» ACTIVITY
Copy each line below exactly.

» DATASET RECORDS

○ ○ ○

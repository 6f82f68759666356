//! Rendering and serialization configuration.
//!
//! Instead of ambient process-wide toggles, formatting and serialization
//! take an explicit immutable [`Config`]. The only process-wide setting is
//! construction-time stack capture, since constructors take no config
//! argument (see [`set_capture_stacks`](crate::set_capture_stacks)).

/// The implicit field order used when [`Config::field_order`] is `None`.
///
/// The empty string acts as alias for all fields that are unreferenced in
/// the order slice; they are emitted in the order they were added. `op` and
/// `kind` are emitted first among the unreferenced fields, `cause` last.
pub const DEFAULT_FIELD_ORDER: [&str; 4] = ["op", "kind", "", "cause"];

/// Configuration for formatting and serializing errors.
#[derive(Debug, Clone, PartialEq)]
pub struct Config {
    /// Append the stack trace to textual renderings.
    pub print_stack: bool,
    /// Column-align trace frames; plain tab-separated form otherwise.
    pub pretty_stack: bool,
    /// Include a `stacktrace` member when serializing.
    pub serialize_stack: bool,
    /// Serialize the stack as an array of frame strings instead of a single
    /// string blob.
    pub serialize_stack_as_array: bool,
    /// Field ordering policy; `None` is equivalent to
    /// [`DEFAULT_FIELD_ORDER`].
    pub field_order: Option<Vec<String>>,
    /// Separator introducing a nested structured cause.
    pub separator: String,
}

impl Default for Config {
    fn default() -> Self {
        Self {
            print_stack: true,
            pretty_stack: true,
            serialize_stack: true,
            serialize_stack_as_array: true,
            field_order: None,
            separator: ":\n\t".into(),
        }
    }
}

impl Config {
    /// A configuration that neither prints nor serializes stack traces.
    pub fn no_stack() -> Self {
        Self {
            print_stack: false,
            serialize_stack: false,
            ..Self::default()
        }
    }

    /// Sets the field ordering policy.
    pub fn with_field_order<I, S>(mut self, order: I) -> Self
    where
        I: IntoIterator<Item = S>,
        S: Into<String>,
    {
        self.field_order = Some(order.into_iter().map(Into::into).collect());
        self
    }

    /// Sets the nested-cause separator.
    pub fn with_separator(mut self, separator: impl Into<String>) -> Self {
        self.separator = separator.into();
        self
    }

    /// The effective field order as string slices.
    pub(crate) fn order(&self) -> Vec<&str> {
        match &self.field_order {
            Some(order) => order.iter().map(String::as_str).collect(),
            None => DEFAULT_FIELD_ORDER.to_vec(),
        }
    }
}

○ ○ ○

» ANSWER SECTION
repository 6f82f68759666356
//! Rendering and serialization configuration.
//!
//! Instead of ambient process-wide toggles, formatting and serialization
//! take an explicit immutable [`Config`]. The only process-wide setting is
//! construction-time stack capture, since constructors take no config
//! argument (see [`set_capture_stacks`](crate::set_capture_stacks)).

/// The implicit field order used when [`Config::field_order`] is `None`.
///
/// The empty string acts as alias for all fields that are unreferenced in
/// the order slice; they are emitted in the order they were added. `op` and
/// `kind` are emitted first among the unreferenced fields, `cause` last.
pub const DEFAULT_FIELD_ORDER: [&str; 4] = ["op", "kind", "", "cause"];

/// Configuration for formatting and serializing errors.
#[derive(Debug, Clone, PartialEq)]
pub struct Config {
    /// Append the stack trace to textual renderings.
    pub print_stack: bool,
    /// Column-align trace frames; plain tab-separated form otherwise.
    pub pretty_stack: bool,
    /// Include a `stacktrace` member when serializing.
    pub serialize_stack: bool,
    /// Serialize the stack as an array of frame strings instead of a single
    /// string blob.
    pub serialize_stack_as_array: bool,
    /// Field ordering policy; `None` is equivalent to
    /// [`DEFAULT_FIELD_ORDER`].
    pub field_order: Option<Vec<String>>,
    /// Separator introducing a nested structured cause.
    pub separator: String,
}

impl Default for Config {
    fn default() -> Self {
        Self {
            print_stack: true,
            pretty_stack: true,
            serialize_stack: true,
            serialize_stack_as_array: true,
            field_order: None,
            separator: ":\n\t".into(),
        }
    }
}

impl Config {
    /// A configuration that neither prints nor serializes stack traces.
    pub fn no_stack() -> Self {
        Self {
            print_stack: false,
            serialize_stack: false,
            ..Self::default()
        }
    }

    /// Sets the field ordering policy.
    pub fn with_field_order<I, S>(mut self, order: I) -> Self
    where
        I: IntoIterator<Item = S>,
        S: Into<String>,
    {
        self.field_order = Some(order.into_iter().map(Into::into).collect());
        self
    }

    /// Sets the nested-cause separator.
    pub fn with_separator(mut self, separator: impl Into<String>) -> Self {
        self.separator = separator.into();
        self
    }

    /// The effective field order as string slices.
    pub(crate) fn order(&self) -> Vec<&str> {
        match &self.field_order {
            Some(order) => order.iter().map(String::as_str).collect(),
            None => DEFAULT_FIELD_ORDER.to_vec(),
        }
    }
}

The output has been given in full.